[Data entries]
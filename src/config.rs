//! Configuration management and validation.
//!
//! Provides the aggregation settings consumed by the aggregator: which
//! station codes to include, the year window, and coverage requirements.

use crate::constants::{DEFAULT_END_YEAR, DEFAULT_MIN_COVERAGE, DEFAULT_START_YEAR};
use crate::error::{Result, TrendsError};
use serde::{Deserialize, Serialize};
use std::fmt;

/// Inclusive range of calendar years
#[derive(Debug, Clone, Copy, PartialEq, Eq, Serialize, Deserialize)]
pub struct YearRange {
    pub start: i32,
    pub end: i32,
}

impl YearRange {
    /// Create a range, rejecting a start after the end
    pub fn new(start: i32, end: i32) -> Result<Self> {
        let range = Self { start, end };
        range.validate()?;
        Ok(range)
    }

    pub fn validate(&self) -> Result<()> {
        if self.start > self.end {
            return Err(TrendsError::config(format!(
                "year range start {} is after end {}",
                self.start, self.end
            )));
        }
        Ok(())
    }

    pub fn contains(&self, year: i32) -> bool {
        (self.start..=self.end).contains(&year)
    }

    /// Number of years in the range
    pub fn span(&self) -> usize {
        if self.start > self.end {
            0
        } else {
            (self.end.abs_diff(self.start) as usize).saturating_add(1)
        }
    }
}

impl Default for YearRange {
    fn default() -> Self {
        Self {
            start: DEFAULT_START_YEAR,
            end: DEFAULT_END_YEAR,
        }
    }
}

impl fmt::Display for YearRange {
    fn fmt(&self, f: &mut fmt::Formatter<'_>) -> fmt::Result {
        write!(f, "{}-{}", self.start, self.end)
    }
}

/// Station-id prefix selection
#[derive(Debug, Clone, PartialEq, Eq, Hash, Serialize, Deserialize)]
pub enum CodeSelector {
    /// Stations whose id starts with this prefix
    Single(String),
    /// Each prefix is averaged on its own, then the per-code series are averaged
    Group(Vec<String>),
}

impl CodeSelector {
    /// Build a selector from CLI-style code lists: one code is `Single`, more is a `Group`
    pub fn from_codes(codes: Vec<String>) -> Option<Self> {
        match codes.len() {
            0 => None,
            1 => codes.into_iter().next().map(CodeSelector::Single),
            _ => Some(CodeSelector::Group(codes)),
        }
    }
}

impl fmt::Display for CodeSelector {
    fn fmt(&self, f: &mut fmt::Formatter<'_>) -> fmt::Result {
        match self {
            CodeSelector::Single(code) => f.write_str(code),
            CodeSelector::Group(codes) => f.write_str(&codes.join(" ")),
        }
    }
}

/// Settings for a monthly-average computation
#[derive(Debug, Clone, PartialEq, Serialize, Deserialize)]
pub struct AggregationConfig {
    /// Station code selection, `None` for every station
    pub code: Option<CodeSelector>,

    /// Years considered for full-range selection and clipping
    pub year_range: YearRange,

    /// Minimum contributing stations for a year to be kept
    pub min_coverage: usize,

    /// Only use stations with a complete record for every year in range
    pub full_range: bool,

    /// Emit a per-year station count line
    pub verbose: bool,
}

impl Default for AggregationConfig {
    fn default() -> Self {
        Self {
            code: None,
            year_range: YearRange::default(),
            min_coverage: DEFAULT_MIN_COVERAGE,
            full_range: false,
            verbose: false,
        }
    }
}

impl AggregationConfig {
    pub fn with_code(mut self, code: impl Into<String>) -> Self {
        self.code = Some(CodeSelector::Single(code.into()));
        self
    }

    pub fn with_code_group<I, S>(mut self, codes: I) -> Self
    where
        I: IntoIterator<Item = S>,
        S: Into<String>,
    {
        self.code = Some(CodeSelector::Group(
            codes.into_iter().map(Into::into).collect(),
        ));
        self
    }

    pub fn with_selector(mut self, code: Option<CodeSelector>) -> Self {
        self.code = code;
        self
    }

    pub fn with_year_range(mut self, year_range: YearRange) -> Self {
        self.year_range = year_range;
        self
    }

    pub fn with_min_coverage(mut self, min_coverage: usize) -> Self {
        self.min_coverage = min_coverage;
        self
    }

    pub fn with_full_range(mut self) -> Self {
        self.full_range = true;
        self
    }

    pub fn with_verbose(mut self) -> Self {
        self.verbose = true;
        self
    }

    /// Check settings that may have bypassed the constructors (e.g. deserialized)
    pub fn validate(&self) -> Result<()> {
        self.year_range.validate()?;
        if let Some(CodeSelector::Group(codes)) = &self.code {
            if codes.is_empty() {
                return Err(TrendsError::config("code group must name at least one code"));
            }
        }
        Ok(())
    }
}
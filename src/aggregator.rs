//! Monthly average aggregation across station subsets.
//!
//! Computes, for each year, the mean of every month over all stations that
//! reported a complete year. Station-years with any missing month are
//! dropped before averaging rather than averaged month by month.
//!
//! A code group is aggregated code by code and the per-code series are then
//! averaged, keeping only years that every code covers. This stops a code
//! with dense coverage in some decades from dominating the combined mean.

use crate::config::{AggregationConfig, CodeSelector};
use crate::constants::{ALL_STATIONS_LABEL, MONTHS_PER_YEAR};
use crate::error::{Result, TrendsError};
use crate::models::{AggregateSeries, SeriesScope, StationRecord, YearlyAggregate};
use crate::store::{StationStore, stations_with_full_coverage};
use std::collections::BTreeMap;
use std::time::Instant;
use tracing::{debug, info};

/// Read-only aggregation over a loaded station store
#[derive(Debug, Clone, Copy)]
pub struct Aggregator<'a> {
    store: &'a StationStore,
}

/// Running per-month sums for one year
#[derive(Debug, Clone, Copy, Default)]
struct MonthSums {
    sums: [f64; MONTHS_PER_YEAR],
    count: usize,
}

impl MonthSums {
    fn add(&mut self, values: &[f64; MONTHS_PER_YEAR]) {
        for (sum, value) in self.sums.iter_mut().zip(values) {
            *sum += value;
        }
        self.count += 1;
    }

    fn means(&self) -> [f64; MONTHS_PER_YEAR] {
        self.sums.map(|sum| sum / self.count as f64)
    }
}

impl<'a> Aggregator<'a> {
    pub fn new(store: &'a StationStore) -> Self {
        Self { store }
    }

    /// Compute per-year monthly averages for the configured station selection
    pub fn compute_monthly_average(&self, config: &AggregationConfig) -> Result<AggregateSeries> {
        config.validate()?;
        let start_time = Instant::now();

        let series = match &config.code {
            None => self.single_code(None, config)?,
            Some(CodeSelector::Single(code)) => self.single_code(Some(code.as_str()), config)?,
            Some(CodeSelector::Group(codes)) => self.code_group(codes, config)?,
        };

        debug!(
            "Aggregated {} years for {} in {:.2}s",
            series.len(),
            series.scope,
            start_time.elapsed().as_secs_f64()
        );
        Ok(series)
    }

    fn single_code(&self, code: Option<&str>, config: &AggregationConfig) -> Result<AggregateSeries> {
        let label = code.unwrap_or(ALL_STATIONS_LABEL);
        let mut records: Vec<(&StationRecord, [f64; MONTHS_PER_YEAR])> = self
            .store
            .filter_by_code_prefix(code.unwrap_or(""))
            .into_iter()
            .filter_map(|record| record.complete_values().map(|values| (record, values)))
            .collect();
        debug!("{}: {} complete station-years", label, records.len());

        if config.full_range {
            let start_time = Instant::now();
            let stations =
                stations_with_full_coverage(records.iter().map(|(r, _)| *r), config.year_range);
            records.retain(|(record, _)| stations.contains(record.station_id.as_str()));
            info!(
                "{}: found {} stations covering {} in {:.2}s",
                label,
                stations.len(),
                config.year_range,
                start_time.elapsed().as_secs_f64()
            );
        }

        let mut by_year: BTreeMap<i32, MonthSums> = BTreeMap::new();
        for (record, values) in &records {
            by_year.entry(record.year).or_default().add(values);
        }

        let rows: Vec<YearlyAggregate> = by_year
            .into_iter()
            .filter(|(_, sums)| sums.count >= config.min_coverage)
            .filter(|(year, _)| !config.full_range || config.year_range.contains(*year))
            .map(|(year, sums)| YearlyAggregate {
                year,
                month_values: sums.means(),
                contributing_count: Some(sums.count),
            })
            .collect();

        if config.verbose && config.full_range {
            for row in &rows {
                info!(
                    "{}, {}, {} stations",
                    row.year,
                    label,
                    row.contributing_count.unwrap_or_default()
                );
            }
        }

        let scope = code.map_or(SeriesScope::AllStations, |c| {
            SeriesScope::Codes(CodeSelector::Single(c.to_string()))
        });
        Ok(AggregateSeries::new(scope, rows))
    }

    fn code_group(&self, codes: &[String], config: &AggregationConfig) -> Result<AggregateSeries> {
        if codes.is_empty() {
            return Err(TrendsError::config("code group must name at least one code"));
        }

        // Per-code runs keep the year window and verbosity only
        let member_config = AggregationConfig {
            code: None,
            year_range: config.year_range,
            verbose: config.verbose,
            ..AggregationConfig::default()
        };

        let mut by_year: BTreeMap<i32, MonthSums> = BTreeMap::new();
        for code in codes {
            let series = self.single_code(Some(code.as_str()), &member_config)?;
            for row in &series.rows {
                by_year.entry(row.year).or_default().add(&row.month_values);
            }
        }

        let rows: Vec<YearlyAggregate> = by_year
            .into_iter()
            .filter(|(_, sums)| sums.count == codes.len())
            .map(|(year, sums)| YearlyAggregate {
                year,
                month_values: sums.means(),
                contributing_count: None,
            })
            .collect();

        Ok(AggregateSeries::new(
            SeriesScope::Codes(CodeSelector::Group(codes.to_vec())),
            rows,
        ))
    }
}

/// Convenience wrapper for one-off computations
pub fn compute_monthly_average(
    store: &StationStore,
    config: &AggregationConfig,
) -> Result<AggregateSeries> {
    Aggregator::new(store).compute_monthly_average(config)
}

#[cfg(test)]
mod tests;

● TASK BRIEF
Repeat the entries verbatim through the line with "after the end".

● RESPONSE
filename src/config.rs
//! Configuration management and validation.
//!
//! Provides the aggregation settings consumed by the aggregator: which
//! station codes to include, the year window, and coverage requirements.

use crate::constants::{DEFAULT_END_YEAR, DEFAULT_MIN_COVERAGE, DEFAULT_START_YEAR};
use crate::error::{Result, TrendsError};
use serde::{Deserialize, Serialize};
use std::fmt;

/// Inclusive range of calendar years
#[derive(Debug, Clone, Copy, PartialEq, Eq, Serialize, Deserialize)]
pub struct YearRange {
    pub start: i32,
    pub end: i32,
}

impl YearRange {
    /// Create a range, rejecting a start after the end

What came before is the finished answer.